En plus de l'instruction d'ordre pratique, les divers projets de production de karité cherchent également à sensibiliser l'opinion à la viabilité de l'environnement. L'arbre de karité est une espèce protégée. Il est même interdit de cueillir les noix qui ne sont pas mûres (les noix mûres tombent sur le sol). Mais en raison de la rareté des sources d'énergie bon marché, les arbres sont souvent abusivement coupés pour servir de bois de chauffe, et les exploitants brûlent parfois des arbres pour dégager des terres cultivables.

L'arbre à karité pousse mieux dans la nature, et il ne se cultive pas facilement. Généralement, les arbustes plantés tendent, même lorsqu'ils atteignent l'âge adulte, à ne pas donner de noix exploitables. Toutefois, le Mali a connu quelques succès et a replanté à grande échelle certaines variétés d'arbres à karité.
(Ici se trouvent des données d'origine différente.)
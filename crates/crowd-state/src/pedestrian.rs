//! Per-agent state.

use std::collections::VecDeque;

use crowd_core::{AgentId, GroupId, Point2, TargetId};

use crate::attributes::AgentAttributes;
use crate::footstep::{Footstep, FootstepHistory};
use crate::psychology::{InformationState, SelfCategory};

/// One simulated pedestrian.
///
/// The target queue is ordered: the front entry is the current destination,
/// and arriving at it advances the queue.  Group membership is a pair of
/// parallel lists (ids and announced sizes) whose first entry is the primary
/// group; the group model keeps them consistent with its registry.
#[derive(Clone, Debug)]
pub struct Pedestrian {
    id: AgentId,
    position: Point2,
    free_flow_speed_mps: f64,
    targets: VecDeque<TargetId>,
    /// The front target refers to another agent (a pedestrian-proxy target)
    /// rather than a fixed scenario element.
    following_agent_target: bool,
    followers: Vec<AgentId>,
    group_ids: Vec<GroupId>,
    group_sizes: Vec<usize>,
    footsteps: FootstepHistory,
    self_category: SelfCategory,
    information_state: InformationState,
}

impl Pedestrian {
    pub fn new(id: AgentId, position: Point2, attributes: &AgentAttributes) -> Self {
        Self {
            id,
            position,
            free_flow_speed_mps: attributes.free_flow_speed_mps,
            targets: VecDeque::new(),
            following_agent_target: false,
            followers: Vec::new(),
            group_ids: Vec::new(),
            group_sizes: Vec::new(),
            footsteps: FootstepHistory::new(attributes.footstep_history_capacity),
            self_category: SelfCategory::default(),
            information_state: InformationState::default(),
        }
    }

    #[inline]
    pub fn id(&self) -> AgentId {
        self.id
    }

    #[inline]
    pub fn position(&self) -> Point2 {
        self.position
    }

    /// Reposition without recording a footstep (initial placement).
    pub fn place(&mut self, position: Point2) {
        self.position = position;
    }

    /// Move to `position` at `time_secs`, recording the footstep.
    pub fn move_to(&mut self, position: Point2, time_secs: f64) {
        self.position = position;
        self.footsteps.push(Footstep {
            position,
            time_secs,
        });
    }

    #[inline]
    pub fn free_flow_speed_mps(&self) -> f64 {
        self.free_flow_speed_mps
    }

    pub fn set_free_flow_speed_mps(&mut self, speed: f64) {
        self.free_flow_speed_mps = speed;
    }

    // ── Target queue ──────────────────────────────────────────────────────

    #[inline]
    pub fn has_next_target(&self) -> bool {
        !self.targets.is_empty()
    }

    /// The current destination, if any.
    #[inline]
    pub fn next_target_id(&self) -> Option<TargetId> {
        self.targets.front().copied()
    }

    /// `true` while the current destination is a pedestrian-proxy target.
    #[inline]
    pub fn is_following_agent_target(&self) -> bool {
        self.following_agent_target && !self.targets.is_empty()
    }

    /// Replace the whole queue with fixed scenario targets.
    pub fn set_targets(&mut self, targets: impl IntoIterator<Item = TargetId>) {
        self.targets = targets.into_iter().collect();
        self.following_agent_target = false;
    }

    /// Drop everything and head for `target` alone.  `following_agent` marks
    /// the target as a pedestrian proxy.
    pub fn set_single_target(&mut self, target: TargetId, following_agent: bool) {
        self.targets.clear();
        self.targets.push_back(target);
        self.following_agent_target = following_agent;
    }

    /// Arriving at the current destination: advance to the next one.
    pub fn advance_to_next_target(&mut self) {
        self.targets.pop_front();
        self.following_agent_target = false;
    }

    // ── Followers ─────────────────────────────────────────────────────────

    pub fn followers(&self) -> &[AgentId] {
        &self.followers
    }

    pub fn add_follower(&mut self, follower: AgentId) {
        self.followers.push(follower);
    }

    /// Detach and return all followers (used when this agent is absorbed and
    /// its followers must be redirected).
    pub fn take_followers(&mut self) -> Vec<AgentId> {
        std::mem::take(&mut self.followers)
    }

    // ── Group membership ──────────────────────────────────────────────────

    /// The primary (first-listed) group, if the agent belongs to any.
    #[inline]
    pub fn primary_group_id(&self) -> Option<GroupId> {
        self.group_ids.first().copied()
    }

    pub fn group_ids(&self) -> &[GroupId] {
        &self.group_ids
    }

    pub fn group_sizes(&self) -> &[usize] {
        &self.group_sizes
    }

    /// Make `group` the agent's sole membership, announcing `size`.
    pub fn assign_group(&mut self, group: GroupId, size: usize) {
        self.group_ids.clear();
        self.group_sizes.clear();
        self.group_ids.push(group);
        self.group_sizes.push(size);
    }

    // ── Gait and psychology ───────────────────────────────────────────────

    pub fn footsteps(&self) -> &FootstepHistory {
        &self.footsteps
    }

    #[inline]
    pub fn self_category(&self) -> SelfCategory {
        self.self_category
    }

    pub fn set_self_category(&mut self, category: SelfCategory) {
        self.self_category = category;
    }

    #[inline]
    pub fn information_state(&self) -> InformationState {
        self.information_state
    }

    pub fn set_information_state(&mut self, state: InformationState) {
        self.information_state = state;
    }
}
//! Deterministic simulation RNG.
//!
//! # Determinism strategy
//!
//! Every random consumer (group model, controllers, samplers) owns its own
//! `SimRng` derived from the scenario seed:
//!
//!   child_seed = parent_draw XOR (offset * MIXING_CONSTANT)
//!
//! The mixing constant is the 64-bit fractional part of the golden ratio,
//! which spreads consecutive offsets uniformly across the seed space.
//! This means:
//!
//! - Consumers never share RNG state, so adding a draw in one place does not
//!   shift the sequence seen anywhere else.
//! - A fixed scenario seed reproduces a run exactly.

use rand::rngs::SmallRng;
use rand::{Rng, SeedableRng};

/// 64-bit fractional golden-ratio constant for seed mixing.
const MIXING_CONSTANT: u64 = 0x9e37_79b9_7f4a_7c15;

/// Seeded simulation RNG.
///
/// Used only in single-threaded contexts; the step pipeline is sequential
/// by contract, so there is no synchronisation to worry about.
pub struct SimRng(SmallRng);

impl SimRng {
    pub fn new(seed: u64) -> Self {
        SimRng(SmallRng::seed_from_u64(seed))
    }

    /// Derive a child `SimRng` with a different seed offset — used to give
    /// each controller and model its own stream from the scenario seed.
    pub fn child(&mut self, offset: u64) -> SimRng {
        let child_seed: u64 = self.0.r#gen::<u64>() ^ offset.wrapping_mul(MIXING_CONSTANT);
        SimRng(SmallRng::seed_from_u64(child_seed))
    }

    /// Expose the inner `SmallRng` for use with `rand` distribution types
    /// (`rng.inner().sample(...)` etc.)
    #[inline]
    pub fn inner(&mut self) -> &mut SmallRng {
        &mut self.0
    }

    /// Sample a uniformly distributed value of any `Standard`-distributed
    /// type.  `random::<f64>()` draws uniformly from `[0, 1)`, which is the
    /// form every probability comparison in the models uses.
    #[inline]
    pub fn random<T>(&mut self) -> T
    where
        rand::distributions::Standard: rand::distributions::Distribution<T>,
    {
        self.0.r#gen()
    }

    /// Generate a value uniformly in `range`.
    #[inline]
    pub fn gen_range<T, R>(&mut self, range: R) -> T
    where
        T: rand::distributions::uniform::SampleUniform,
        R: rand::distributions::uniform::SampleRange<T>,
    {
        self.0.gen_range(range)
    }
}
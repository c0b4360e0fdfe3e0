//! CSV output backend.
//!
//! Creates two files in the configured output directory:
//! - `trajectories.csv`
//! - `step_summaries.csv`

use std::fs::File;
use std::path::Path;

use csv::Writer;

use crate::writer::OutputWriter;
use crate::{OutputResult, StepSummaryRow, TrajectoryRow};

/// Writes simulation output to two CSV files.
pub struct CsvWriter {
    trajectories: Writer<File>,
    summaries:    Writer<File>,
    finished:     bool,
}

fn count_cell(value: Option<u64>) -> String {
    value.map_or_else(String::new, |v| v.to_string())
}

impl CsvWriter {
    /// Open (or create) the two CSV files in `dir` and write the header rows.
    pub fn new(dir: &Path) -> OutputResult<Self> {
        let mut trajectories = Writer::from_path(dir.join("trajectories.csv"))?;
        trajectories.write_record(["step", "time_secs", "agent_id", "x", "y"])?;

        let mut summaries = Writer::from_path(dir.join("step_summaries.csv"))?;
        summaries.write_record([
            "step",
            "time_secs",
            "agent_count",
            "susceptible",
            "infected",
            "removed",
        ])?;

        Ok(Self {
            trajectories,
            summaries,
            finished: false,
        })
    }
}

impl OutputWriter for CsvWriter {
    fn write_trajectories(&mut self, rows: &[TrajectoryRow]) -> OutputResult<()> {
        for row in rows {
            self.trajectories.write_record(&[
                row.step.to_string(),
                row.time_secs.to_string(),
                row.agent_id.to_string(),
                row.x.to_string(),
                row.y.to_string(),
            ])?;
        }
        Ok(())
    }

    fn write_step_summary(&mut self, row: &StepSummaryRow) -> OutputResult<()> {
        self.summaries.write_record(&[
            row.step.to_string(),
            row.time_secs.to_string(),
            row.agent_count.to_string(),
            count_cell(row.susceptible),
            count_cell(row.infected),
            count_cell(row.removed),
        ])?;
        Ok(())
    }

    fn finish(&mut self) -> OutputResult<()> {
        if self.finished {
            return Ok(());
        }
        self.finished = true;
        self.trajectories.flush()?;
        self.summaries.flush()?;
        Ok(())
    }
}
//! Login form reducer
//!
//! Pure form editing. Credential checking and the view switch after a
//! successful sign-in live in the simulation middleware.

use crate::actions::LoginAction;
use crate::state::LoginFormState;

pub fn reduce_login(mut state: LoginFormState, action: &LoginAction) -> LoginFormState {
    // Input is frozen while the simulated round-trip is in flight
    let editing = matches!(
        action,
        LoginAction::Char(_)
            | LoginAction::Backspace
            | LoginAction::ClearField
            | LoginAction::NextField
            | LoginAction::PrevField
    );
    if editing && state.submitting {
        return state;
    }

    match action {
        LoginAction::Char(c) => {
            state.focused_value_mut().push(*c);
            state.last_error = None;
        }
        LoginAction::Backspace => {
            state.focused_value_mut().pop();
        }
        LoginAction::ClearField => {
            state.focused_value_mut().clear();
        }
        LoginAction::NextField => {
            state.focused_field = state.focused_field.next();
        }
        LoginAction::PrevField => {
            state.focused_field = state.focused_field.prev();
        }
        LoginAction::Submit => {
            if state.is_complete() {
                state.submitting = true;
                state.last_error = None;
            }
        }
        LoginAction::Succeeded(_) | LoginAction::Logout => {
            state.reset();
        }
        LoginAction::Failed(message) => {
            state.submitting = false;
            state.password.clear();
            state.last_error = Some(message.clone());
        }
    }

    state
}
Une plantation expérimentale vient d'être ouverte au Burkina, près de la ville de Nongremassom, et les résultats initiaux sont encourageants.

Néanmoins, dans l'immédiat, la plus grande difficulté consiste à protéger les arbres sur pied, dit Mme Bougouma. "Chaque jour, nous expliquons à la population que l'arbre à karité est la plus grande richesse du pays."